Christophe Moret, cuisinier du goût
Ce cuisinier d’expériences et d’influences, saucier et rôtisseur, est pour le moins concerné par la place centrale du végétal. Il revendique une gastronomie française et bien vivante. Autrement dit : décomplexée et ouverte sur le monde. « L’histoire nous montre que notre cuisine a toujours été empreinte de métissages, pourquoi être tenté de la figer, de se concentrer sur un excès de technique plutôt que d’aller chercher l’émotion ? ». Vouloir créer du lien, provoquer la surprise et l’émoi, c’est peut-être le meilleur hommage que l’on puisse rendre à la gastronomie française. C’est l’inscrire dans la pérennité et lui faire traverser les générations pour de bon. Les frontières aussi, avec des gourmets venus du monde entier.

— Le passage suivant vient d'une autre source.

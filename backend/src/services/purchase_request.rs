//! Purchase request workflow service
//!
//! Owns the request lifecycle: Draft -> PendingManager -> PendingFinance
//! -> Approved, with Rejected and Cancelled as the other exits. Every
//! transition runs as one database transaction combining the status
//! update (guarded on the expected current status under a row lock), the
//! budget ledger side effect, the approval history append, and the audit
//! entry. Notifications go out only after the transaction commits.

use chrono::{DateTime, Datelike, Utc};
use rust_decimal::Decimal;
use serde::{Deserialize, Serialize};
use sqlx::{FromRow, PgConnection, PgPool};
use uuid::Uuid;

use crate::error::{AppError, AppResult};
use crate::middleware::AuthUser;
use crate::models::{
    items_total, line_subtotal, next_request_status, validate_request_line, ApprovalAction,
    ApprovalLevel, DocumentKind, RequestEvent, RequestStatus,
};
use crate::services::activity::ActivityLogService;
use crate::services::budget::BudgetService;
use crate::services::notification::NotificationService;
use crate::services::numbering::NumberingService;

/// Purchase request service
#[derive(Clone)]
pub struct PurchaseRequestService {
    db: PgPool,
    notifications: NotificationService,
}

/// Purchase request record
#[derive(Debug, Clone, Serialize, FromRow)]
pub struct PurchaseRequest {
    pub id: Uuid,
    pub number: String,
    pub requester_id: Uuid,
    pub department_id: Uuid,
    pub fiscal_year: i32,
    pub total_amount: Decimal,
    pub status: String,
    pub manager_approver_id: Option<Uuid>,
    pub manager_approved_at: Option<DateTime<Utc>>,
    pub manager_comments: Option<String>,
    pub finance_approver_id: Option<Uuid>,
    pub finance_approved_at: Option<DateTime<Utc>>,
    pub finance_comments: Option<String>,
    pub rejected_by: Option<Uuid>,
    pub rejected_at: Option<DateTime<Utc>>,
    pub rejection_reason: Option<String>,
    pub cancelled_at: Option<DateTime<Utc>>,
    pub notes: Option<String>,
    pub created_at: DateTime<Utc>,
    pub updated_at: DateTime<Utc>,
}

/// Request line item record
#[derive(Debug, Clone, Serialize, FromRow)]
pub struct RequestItem {
    pub id: Uuid,
    pub purchase_request_id: Uuid,
    pub name: String,
    pub description: Option<String>,
    pub quantity: Decimal,
    pub unit_price: Decimal,
    pub subtotal: Decimal,
    pub created_at: DateTime<Utc>,
}

/// One immutable approval history row
#[derive(Debug, Clone, Serialize, FromRow)]
pub struct ApprovalRecord {
    pub id: Uuid,
    pub purchase_request_id: Uuid,
    pub approval_level: i16,
    pub action: String,
    pub previous_status: String,
    pub new_status: String,
    pub approver_id: Uuid,
    pub amount_at_time: Decimal,
    pub comments: Option<String>,
    pub created_at: DateTime<Utc>,
}

/// Input for one request line
#[derive(Debug, Deserialize)]
pub struct RequestItemInput {
    pub name: String,
    pub description: Option<String>,
    pub quantity: Decimal,
    pub unit_price: Decimal,
}

/// Input for creating a draft request
#[derive(Debug, Deserialize)]
pub struct CreateRequestInput {
    pub items: Vec<RequestItemInput>,
    pub notes: Option<String>,
}

/// Input for an approval call
#[derive(Debug, Deserialize)]
pub struct ApproveInput {
    pub level: ApprovalLevel,
    pub comments: Option<String>,
}

/// Input for a rejection call
#[derive(Debug, Deserialize)]
pub struct RejectInput {
    pub reason: String,
}

/// Request with its lines and approval trail
#[derive(Debug, Clone, Serialize)]
pub struct PurchaseRequestWithDetails {
    #[serde(flatten)]
    pub request: PurchaseRequest,
    pub items: Vec<RequestItem>,
    pub history: Vec<ApprovalRecord>,
}

const REQUEST_COLUMNS: &str = r#"id, number, requester_id, department_id, fiscal_year,
    total_amount, status, manager_approver_id, manager_approved_at, manager_comments,
    finance_approver_id, finance_approved_at, finance_comments, rejected_by, rejected_at,
    rejection_reason, cancelled_at, notes, created_at, updated_at"#;
//! Purchase order fulfillment tests
//!
//! Tests for the fulfillment state machine, order total calculations,
//! and the PO numbering format.

use chrono::NaiveDate;
use proptest::prelude::*;
use rust_decimal::Decimal;
use std::str::FromStr;

use shared::models::{
    allowed_order_transitions, calculate_order_totals, order_transition_allowed, OrderStatus,
};
use shared::types::DocumentKind;
use shared::validation::validate_document_number;

// Helper to create Decimal from string
fn dec(s: &str) -> Decimal {
    Decimal::from_str(s).unwrap()
}

const ALL_STATUSES: [OrderStatus; 8] = [
    OrderStatus::Draft,
    OrderStatus::Issued,
    OrderStatus::Acknowledged,
    OrderStatus::PartialReceived,
    OrderStatus::Received,
    OrderStatus::Invoiced,
    OrderStatus::Closed,
    OrderStatus::Cancelled,
];

// ============================================================================
// Unit Tests
// ============================================================================

#[cfg(test)]
mod unit_tests {
    use super::*;

    /// Both receiving paths reach Closed
    #[test]
    fn test_fulfillment_paths() {
        let direct = [
            OrderStatus::Draft,
            OrderStatus::Issued,
            OrderStatus::Acknowledged,
            OrderStatus::Received,
            OrderStatus::Invoiced,
            OrderStatus::Closed,
        ];
        let partial = [
            OrderStatus::Draft,
            OrderStatus::Issued,
            OrderStatus::Acknowledged,
            OrderStatus::PartialReceived,
            OrderStatus::Received,
            OrderStatus::Invoiced,
            OrderStatus::Closed,
        ];
        for path in [&direct[..], &partial[..]] {
            for pair in path.windows(2) {
                assert!(
                    order_transition_allowed(pair[0], pair[1]),
                    "{:?} -> {:?}",
                    pair[0],
                    pair[1]
                );
            }
        }
    }

    #[test]
    fn test_cancellable_from_every_non_terminal_status() {
        for status in ALL_STATUSES {
            assert_eq!(
                order_transition_allowed(status, OrderStatus::Cancelled),
                !status.is_terminal(),
                "cancel from {:?}",
                status
            );
        }
    }

    #[test]
    fn test_no_stage_skipping() {
        assert!(!order_transition_allowed(
            OrderStatus::Draft,
            OrderStatus::Acknowledged
        ));
        assert!(!order_transition_allowed(
            OrderStatus::Issued,
            OrderStatus::Received
        ));
        assert!(!order_transition_allowed(
            OrderStatus::Acknowledged,
            OrderStatus::Invoiced
        ));
        assert!(!order_transition_allowed(
            OrderStatus::Received,
            OrderStatus::Closed
        ));
    }

    #[test]
    fn test_no_backwards_moves() {
        assert!(!order_transition_allowed(
            OrderStatus::Issued,
            OrderStatus::Draft
        ));
        assert!(!order_transition_allowed(
            OrderStatus::Received,
            OrderStatus::PartialReceived
        ));
        assert!(!order_transition_allowed(
            OrderStatus::Invoiced,
            OrderStatus::Received
        ));
    }

    #[test]
    fn test_terminal_statuses_have_no_exits() {
        assert!(allowed_order_transitions(OrderStatus::Closed).is_empty());
        assert!(allowed_order_transitions(OrderStatus::Cancelled).is_empty());
    }

    #[test]
    fn test_only_draft_is_editable() {
        for status in ALL_STATUSES {
            assert_eq!(status.is_editable(), status == OrderStatus::Draft);
        }
    }

    /// At most one active order per request: every status except
    /// Cancelled keeps the request's order slot occupied.
    #[test]
    fn test_only_cancellation_frees_the_request_slot() {
        for status in ALL_STATUSES {
            assert_eq!(
                status.is_active(),
                status != OrderStatus::Cancelled,
                "active from {:?}",
                status
            );
        }
        // A fulfilled order still occupies its request
        assert!(OrderStatus::Closed.is_active());
    }

    /// Cancelling an order frees the slot, so a replacement can be
    /// generated; any order that can still move stays blocking.
    #[test]
    fn test_slot_frees_exactly_when_cancel_is_reached() {
        for status in ALL_STATUSES {
            if !status.is_active() {
                continue;
            }
            let can_cancel = order_transition_allowed(status, OrderStatus::Cancelled);
            assert_eq!(
                can_cancel,
                !status.is_terminal(),
                "cancel reachability from {:?}",
                status
            );
        }
    }

    /// Standard 7% Thai VAT on a two-line order with shipping and discount
    #[test]
    fn test_order_totals_with_thai_vat() {
        let totals = calculate_order_totals(
            &[dec("120000.00"), dec("8500.00")],
            dec("0.07"),
            dec("1500.00"),
            dec("2000.00"),
        );

        assert_eq!(totals.subtotal, dec("128500.00"));
        assert_eq!(totals.tax_amount, dec("8995.0000"));
        assert_eq!(totals.grand_total, dec("137995.0000"));
    }

    #[test]
    fn test_order_totals_empty_lines() {
        let totals =
            calculate_order_totals(&[], dec("0.07"), Decimal::ZERO, Decimal::ZERO);
        assert_eq!(totals.subtotal, Decimal::ZERO);
        assert_eq!(totals.grand_total, Decimal::ZERO);
    }

    #[test]
    fn test_order_number_format() {
        let date = NaiveDate::from_ymd_opt(2025, 6, 1).unwrap();
        let kind = DocumentKind::PurchaseOrder;
        let period = kind.period(date);
        assert_eq!(period, "2025");

        let number = kind.format_number(&period, 42);
        assert_eq!(number, "PO-2025-0042");
        assert!(validate_document_number(kind, &number).is_ok());
    }

    /// Order numbers are year-scoped, unlike the monthly request numbers
    #[test]
    fn test_order_period_ignores_month() {
        let kind = DocumentKind::PurchaseOrder;
        let jan = NaiveDate::from_ymd_opt(2025, 1, 15).unwrap();
        let dec_ = NaiveDate::from_ymd_opt(2025, 12, 15).unwrap();
        assert_eq!(kind.period(jan), kind.period(dec_));
    }
}

// ============================================================================
// Property-Based Tests
// ============================================================================

#[cfg(test)]
mod property_tests {
    use super::*;

    /// Strategy for line totals in satang precision
    fn line_total_strategy() -> impl Strategy<Value = Decimal> {
        (1i64..=100_000_000i64).prop_map(|n| Decimal::new(n, 2))
    }

    fn charge_strategy() -> impl Strategy<Value = Decimal> {
        (0i64..=1_000_000i64).prop_map(|n| Decimal::new(n, 2))
    }

    /// Tax rate as a fraction between 0 and 0.20
    fn tax_rate_strategy() -> impl Strategy<Value = Decimal> {
        (0i64..=2000i64).prop_map(|n| Decimal::new(n, 4))
    }

    proptest! {
        #![proptest_config(ProptestConfig::with_cases(200))]

        /// grand_total = subtotal + tax + shipping - discount, always.
        #[test]
        fn prop_grand_total_identity(
            lines in prop::collection::vec(line_total_strategy(), 1..10),
            tax_rate in tax_rate_strategy(),
            shipping in charge_strategy(),
            discount in charge_strategy()
        ) {
            let totals = calculate_order_totals(&lines, tax_rate, shipping, discount);

            prop_assert_eq!(
                totals.grand_total,
                totals.subtotal + totals.tax_amount + totals.shipping_cost - totals.discount
            );
        }

        /// Subtotal is the plain sum of the line totals.
        #[test]
        fn prop_subtotal_is_line_sum(
            lines in prop::collection::vec(line_total_strategy(), 1..10)
        ) {
            let totals = calculate_order_totals(
                &lines, dec("0.07"), Decimal::ZERO, Decimal::ZERO,
            );
            let expected: Decimal = lines.iter().copied().sum();
            prop_assert_eq!(totals.subtotal, expected);
        }

        /// Tax scales linearly with the subtotal.
        #[test]
        fn prop_tax_is_rate_times_subtotal(
            lines in prop::collection::vec(line_total_strategy(), 1..10),
            tax_rate in tax_rate_strategy()
        ) {
            let totals = calculate_order_totals(
                &lines, tax_rate, Decimal::ZERO, Decimal::ZERO,
            );
            prop_assert_eq!(totals.tax_amount, totals.subtotal * tax_rate);
        }

        /// Every status reaches a terminal status within the diameter of
        /// the transition graph by always taking the first allowed move.
        #[test]
        fn prop_every_status_can_terminate(start in prop::sample::select(ALL_STATUSES.to_vec())) {
            let mut status = start;
            for _ in 0..8 {
                match allowed_order_transitions(status).first() {
                    Some(next) => status = *next,
                    None => break,
                }
            }
            prop_assert!(status.is_terminal(), "stuck at {:?} from {:?}", status, start);
        }
    }
}
//! Purchase order fulfillment status machine and total calculations

use rust_decimal::Decimal;
use serde::{Deserialize, Serialize};

/// Purchase order fulfillment status
#[derive(Debug, Clone, Copy, PartialEq, Eq, Serialize, Deserialize)]
#[serde(rename_all = "snake_case")]
pub enum OrderStatus {
    Draft,
    Issued,
    Acknowledged,
    PartialReceived,
    Received,
    Invoiced,
    Closed,
    Cancelled,
}

impl OrderStatus {
    pub fn as_str(&self) -> &'static str {
        match self {
            OrderStatus::Draft => "draft",
            OrderStatus::Issued => "issued",
            OrderStatus::Acknowledged => "acknowledged",
            OrderStatus::PartialReceived => "partial_received",
            OrderStatus::Received => "received",
            OrderStatus::Invoiced => "invoiced",
            OrderStatus::Closed => "closed",
            OrderStatus::Cancelled => "cancelled",
        }
    }

    pub fn from_str(s: &str) -> Option<Self> {
        match s {
            "draft" => Some(OrderStatus::Draft),
            "issued" => Some(OrderStatus::Issued),
            "acknowledged" => Some(OrderStatus::Acknowledged),
            "partial_received" => Some(OrderStatus::PartialReceived),
            "received" => Some(OrderStatus::Received),
            "invoiced" => Some(OrderStatus::Invoiced),
            "closed" => Some(OrderStatus::Closed),
            "cancelled" => Some(OrderStatus::Cancelled),
            _ => None,
        }
    }

    pub fn is_terminal(&self) -> bool {
        matches!(self, OrderStatus::Closed | OrderStatus::Cancelled)
    }

    /// Only drafts may have their line items or header fields edited
    pub fn is_editable(&self) -> bool {
        matches!(self, OrderStatus::Draft)
    }

    /// An active order occupies its request's single order slot.
    /// Only cancellation frees the slot; a closed order still counts,
    /// since the request was fulfilled.
    pub fn is_active(&self) -> bool {
        !matches!(self, OrderStatus::Cancelled)
    }
}

/// Allowed destinations for each fulfillment status.
pub fn allowed_order_transitions(status: OrderStatus) -> &'static [OrderStatus] {
    use OrderStatus::*;
    match status {
        Draft => &[Issued, Cancelled],
        Issued => &[Acknowledged, Cancelled],
        Acknowledged => &[PartialReceived, Received, Cancelled],
        PartialReceived => &[Received, Cancelled],
        Received => &[Invoiced, Cancelled],
        Invoiced => &[Closed, Cancelled],
        Closed => &[],
        Cancelled => &[],
    }
}

/// Whether `from -> to` appears in the fulfillment transition table
pub fn order_transition_allowed(from: OrderStatus, to: OrderStatus) -> bool {
    allowed_order_transitions(from).contains(&to)
}

/// Monetary totals of a purchase order
#[derive(Debug, Clone, Copy, PartialEq, Eq, Serialize, Deserialize)]
pub struct OrderTotals {
    pub subtotal: Decimal,
    pub tax_amount: Decimal,
    pub shipping_cost: Decimal,
    pub discount: Decimal,
    pub grand_total: Decimal,
}

/// Compute order totals from line totals.
///
/// `tax_rate` is a fraction (0.07 for Thai VAT). The grand total identity
/// `grand_total = subtotal + tax_amount + shipping_cost - discount` holds
/// by construction; callers recompute rather than patching stored totals.
pub fn calculate_order_totals(
    line_totals: &[Decimal],
    tax_rate: Decimal,
    shipping_cost: Decimal,
    discount: Decimal,
) -> OrderTotals {
    let subtotal: Decimal = line_totals.iter().copied().sum();
    let tax_amount = subtotal * tax_rate;
    let grand_total = subtotal + tax_amount + shipping_cost - discount;
    OrderTotals {
        subtotal,
        tax_amount,
        shipping_cost,
        discount,
        grand_total,
    }
}
//! Validation utilities for the Procurement Management Platform
//!
//! Includes Thailand-specific validations for vendor compliance.

use rust_decimal::Decimal;

use crate::types::DocumentKind;

// ============================================================================
// Procurement Validations
// ============================================================================

/// Validate a request line: non-empty name, positive quantity,
/// non-negative unit price
pub fn validate_request_line(
    name: &str,
    quantity: Decimal,
    unit_price: Decimal,
) -> Result<(), &'static str> {
    if name.trim().is_empty() {
        return Err("Item name cannot be empty");
    }
    if quantity <= Decimal::ZERO {
        return Err("Quantity must be positive");
    }
    if unit_price < Decimal::ZERO {
        return Err("Unit price cannot be negative");
    }
    Ok(())
}

/// Validate a tax rate expressed as a fraction (0.07 for 7% Thai VAT)
pub fn validate_tax_rate(rate: Decimal) -> Result<(), &'static str> {
    if rate < Decimal::ZERO || rate > Decimal::ONE {
        return Err("Tax rate must be between 0 and 1");
    }
    Ok(())
}

/// Shipping cost and discount must not be negative
pub fn validate_charge(amount: Decimal) -> Result<(), &'static str> {
    if amount < Decimal::ZERO {
        return Err("Amount cannot be negative");
    }
    Ok(())
}

/// Rejection and cancellation both require a stated reason
pub fn validate_reason(reason: &str) -> Result<(), &'static str> {
    if reason.trim().is_empty() {
        return Err("Reason cannot be empty");
    }
    Ok(())
}

/// Validate a document number against its expected shape
/// (`PR-YYYYMM-NNNN` for requests, `PO-YYYY-NNNN` for orders)
pub fn validate_document_number(kind: DocumentKind, number: &str) -> Result<(), &'static str> {
    let parts: Vec<&str> = number.split('-').collect();
    if parts.len() != 3 {
        return Err("Document number must have three dash-separated parts");
    }
    if parts[0] != kind.prefix() {
        return Err("Document number has the wrong prefix");
    }
    let period_len = match kind {
        DocumentKind::PurchaseRequest => 6,
        DocumentKind::PurchaseOrder => 4,
    };
    if parts[1].len() != period_len || !parts[1].chars().all(|c| c.is_ascii_digit()) {
        return Err("Invalid period in document number");
    }
    if parts[2].len() < 4 || !parts[2].chars().all(|c| c.is_ascii_digit()) {
        return Err("Invalid sequence in document number");
    }
    Ok(())
}

// ============================================================================
// Thailand-Specific Validations
// ============================================================================

/// Validate Thai Tax ID (เลขประจำตัวผู้เสียภาษี)
/// 13-digit number for businesses/individuals, kept on vendor records
pub fn validate_thai_tax_id(tax_id: &str) -> Result<(), &'static str> {
    let digits: String = tax_id.chars().filter(|c| c.is_ascii_digit()).collect();

    if digits.len() != 13 {
        return Err("Thai Tax ID must be 13 digits");
    }

    Ok(())
}

#[cfg(test)]
mod tests {
    use super::*;
    use std::str::FromStr;

    fn dec(s: &str) -> Decimal {
        Decimal::from_str(s).unwrap()
    }

    #[test]
    fn test_validate_request_line_valid() {
        assert!(validate_request_line("Laptop", dec("2"), dec("35000")).is_ok());
        assert!(validate_request_line("Paper A4", dec("0.5"), dec("0")).is_ok());
    }

    #[test]
    fn test_validate_request_line_invalid() {
        assert!(validate_request_line("", dec("1"), dec("100")).is_err());
        assert!(validate_request_line("   ", dec("1"), dec("100")).is_err());
        assert!(validate_request_line("Desk", dec("0"), dec("100")).is_err());
        assert!(validate_request_line("Desk", dec("-1"), dec("100")).is_err());
        assert!(validate_request_line("Desk", dec("1"), dec("-100")).is_err());
    }

    #[test]
    fn test_validate_tax_rate() {
        assert!(validate_tax_rate(dec("0")).is_ok());
        assert!(validate_tax_rate(dec("0.07")).is_ok());
        assert!(validate_tax_rate(dec("1")).is_ok());
        assert!(validate_tax_rate(dec("-0.01")).is_err());
        assert!(validate_tax_rate(dec("1.01")).is_err());
    }

    #[test]
    fn test_validate_charge() {
        assert!(validate_charge(dec("0")).is_ok());
        assert!(validate_charge(dec("120.50")).is_ok());
        assert!(validate_charge(dec("-1")).is_err());
    }

    #[test]
    fn test_validate_reason() {
        assert!(validate_reason("price exceeds quote").is_ok());
        assert!(validate_reason("").is_err());
        assert!(validate_reason("   ").is_err());
    }

    #[test]
    fn test_validate_document_number_valid() {
        assert!(
            validate_document_number(DocumentKind::PurchaseRequest, "PR-202503-0001").is_ok()
        );
        assert!(validate_document_number(DocumentKind::PurchaseOrder, "PO-2025-0042").is_ok());
        // Sequences beyond four digits are still valid
        assert!(validate_document_number(DocumentKind::PurchaseOrder, "PO-2025-12345").is_ok());
    }

    #[test]
    fn test_validate_document_number_invalid() {
        assert!(
            validate_document_number(DocumentKind::PurchaseRequest, "PO-202503-0001").is_err()
        );
        assert!(validate_document_number(DocumentKind::PurchaseRequest, "PR-2025-0001").is_err());
        assert!(validate_document_number(DocumentKind::PurchaseOrder, "PO-2025-01").is_err());
        assert!(validate_document_number(DocumentKind::PurchaseOrder, "PO2025-0001").is_err());
    }

    #[test]
    fn test_validate_thai_tax_id_valid() {
        assert!(validate_thai_tax_id("0123456789012").is_ok());
        assert!(validate_thai_tax_id("1234567890123").is_ok());
    }

    #[test]
    fn test_validate_thai_tax_id_invalid() {
        assert!(validate_thai_tax_id("123456789").is_err());
        assert!(validate_thai_tax_id("12345678901234").is_err());
    }
}
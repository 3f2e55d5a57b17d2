//! Business logic services for the Procurement Management Platform

pub mod activity;
pub mod budget;
pub mod notification;
pub mod numbering;
pub mod purchase_order;
pub mod purchase_request;

pub use activity::ActivityLogService;
pub use budget::BudgetService;
pub use notification::NotificationService;
pub use numbering::NumberingService;
pub use purchase_order::PurchaseOrderService;
pub use purchase_request::PurchaseRequestService;
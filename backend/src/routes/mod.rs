//! Route definitions for the Procurement Management Platform

use axum::{
    middleware,
    routing::{get, post, put},
    Router,
};

use crate::{handlers, middleware::auth_middleware, AppState};

/// Create API routes
pub fn api_routes() -> Router<AppState> {
    Router::new()
        // Health check (public)
        .route("/health", get(handlers::health_check))
        // Protected routes - purchase requests
        .nest("/purchase-requests", purchase_request_routes())
        // Protected routes - purchase orders
        .nest("/purchase-orders", purchase_order_routes())
        // Protected routes - budgets
        .nest("/budgets", budget_routes())
}

/// Purchase request workflow routes (protected)
fn purchase_request_routes() -> Router<AppState> {
    Router::new()
        .route(
            "/",
            get(handlers::list_requests).post(handlers::create_request),
        )
        .route("/:request_id", get(handlers::get_request))
        .route("/:request_id/items", put(handlers::replace_items))
        .route("/:request_id/submit", post(handlers::submit_request))
        .route("/:request_id/approve", post(handlers::approve_request))
        .route("/:request_id/reject", post(handlers::reject_request))
        .route("/:request_id/cancel", post(handlers::cancel_request))
        .route_layer(middleware::from_fn(auth_middleware))
}

/// Purchase order routes (protected)
fn purchase_order_routes() -> Router<AppState> {
    Router::new()
        .route(
            "/",
            get(handlers::list_orders).post(handlers::generate_order),
        )
        .route(
            "/:order_id",
            get(handlers::get_order).put(handlers::update_order),
        )
        .route("/:order_id/transition", post(handlers::transition_order))
        .route_layer(middleware::from_fn(auth_middleware))
}

/// Budget read routes (protected)
fn budget_routes() -> Router<AppState> {
    Router::new()
        .route("/", get(handlers::list_budgets))
        .route("/:department_id", get(handlers::get_budget))
        .route_layer(middleware::from_fn(auth_middleware))
}
//! Budget HTTP handlers

use axum::{
    extract::{Path, Query, State},
    http::StatusCode,
    response::IntoResponse,
    Json,
};
use chrono::{Datelike, Utc};
use serde::Deserialize;
use uuid::Uuid;

use crate::middleware::CurrentUser;
use crate::services::BudgetService;
use crate::AppState;

#[derive(Debug, Deserialize)]
pub struct BudgetQuery {
    /// Fiscal year; defaults to the current calendar year
    pub year: Option<i32>,
}

/// List all department budgets for a fiscal year
pub async fn list_budgets(
    State(state): State<AppState>,
    _current_user: CurrentUser,
    Query(query): Query<BudgetQuery>,
) -> impl IntoResponse {
    let service = BudgetService::new(state.db.clone());
    let year = query.year.unwrap_or_else(|| Utc::now().year());

    match service.list_budgets(year).await {
        Ok(budgets) => (
            StatusCode::OK,
            Json(serde_json::json!({ "budgets": budgets })),
        )
            .into_response(),
        Err(e) => e.into_response(),
    }
}

/// Get one department's budget snapshot
pub async fn get_budget(
    State(state): State<AppState>,
    _current_user: CurrentUser,
    Path(department_id): Path<Uuid>,
    Query(query): Query<BudgetQuery>,
) -> impl IntoResponse {
    let service = BudgetService::new(state.db.clone());
    let year = query.year.unwrap_or_else(|| Utc::now().year());

    match service.get_budget(department_id, year).await {
        Ok(budget) => (StatusCode::OK, Json(budget)).into_response(),
        Err(e) => e.into_response(),
    }
}
//! Append-only audit sink
//!
//! Every workflow transition appends one activity entry inside the same
//! transaction as the domain operation. The append is an explicit step,
//! never derived from persistence-layer change tracking.

use sqlx::PgConnection;
use uuid::Uuid;

use crate::error::AppResult;

/// Records who did what to which entity
pub struct ActivityLogService;

impl ActivityLogService {
    /// Append one audit entry on the caller's connection
    pub async fn record(
        conn: &mut PgConnection,
        actor_id: Uuid,
        action: &str,
        entity_type: &str,
        entity_id: Uuid,
        details: serde_json::Value,
    ) -> AppResult<()> {
        sqlx::query(
            r#"
            INSERT INTO activity_logs (actor_id, action, entity_type, entity_id, details)
            VALUES ($1, $2, $3, $4, $5)
            "#,
        )
        .bind(actor_id)
        .bind(action)
        .bind(entity_type)
        .bind(entity_id)
        .bind(details)
        .execute(conn)
        .await?;

        Ok(())
    }
}
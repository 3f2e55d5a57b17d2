//! HTTP request handlers for the Procurement Management Platform

pub mod budget;
pub mod health;
pub mod purchase_order;
pub mod purchase_request;

pub use budget::*;
pub use health::*;
pub use purchase_order::*;
pub use purchase_request::*;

Christophe Moret cherche le meilleur, l’exemplarité du goût et de la qualité. Le produit d’abord. Fidèle à ses fournisseurs pour garantir une cuisine au plus près des (micros) saisons et de leur maturité, il se procure les plus beaux produits locaux comme avec son feuille à feuille de foie gras, travaillé à partir des champignons de carrières voisines. À l’écoute, mais sans injonction aucune et sans interdits, il est prêt à piocher dans ses souvenirs de voyage, le détail qui fera toute la différence. Ce n’est pas un secret, Christophe Moret a fait de son goût pour l’Asie une inspiration. Il y puise une large part de sa modernité en proposant par exemple cet oursin caviar, dans une nage de bonite, kombu fumés et son fameux Chawanmushi, qui n’est autre qu’une classique royale digne d’Edouard Nignon, mais sans beurre et sans crème, d’un umami et d’une légèreté dignes de la cuisine d’aujourd’hui, tant recherchés. «S’amuser, se renouveler ne veut pas dire que l’on s’éparpille. Au contraire, se montrer audacieux nécessite de bien connaître ses produits et d’être ouvert aux autres ». Raison de plus pour celui qui aime l’iode, les acidités et tout ce qui empêche de tourner en rond, de cuisiner ses propres condiments comme les poireaux-livèche, le citron-kumquat, les champignons de Paris-Shitaké… « A la cuisine de haute technologie, je préfère le goût d’une cuisson en cocotte et du risque. Aux cuissons sous-vide, j’opte pour faire confire les poissons à basse température, cuire les légumes en papillotes et rôtir un pigeon en direct sur sa carcasse.
C’est cela, la cuisine vivante et instantanée ! » C’est aussi remettre de la découpe en salle, comme celle d’un homard en cocotte lutée ou proposer deux plats végétariens et s’offrir la complicité de l’ensemble des équipes. Un bon restaurant est inévitablement un travail envisagé de concert, aux yeux de ce Chef bonhomme, à l’œil taquin, au sourire franc et généreux, soucieux d’installer un dialogue entre les brigades, la sommellerie et la salle… Si cette dernière doit connaître chaque assiette sur le bout de la langue, elle est encouragée à échanger avec les producteurs. Quant à la sommellerie, elle est invitée à goûter chaque plat en amont afin de proposer l’accord optimal parmi les 1000 références de champagne.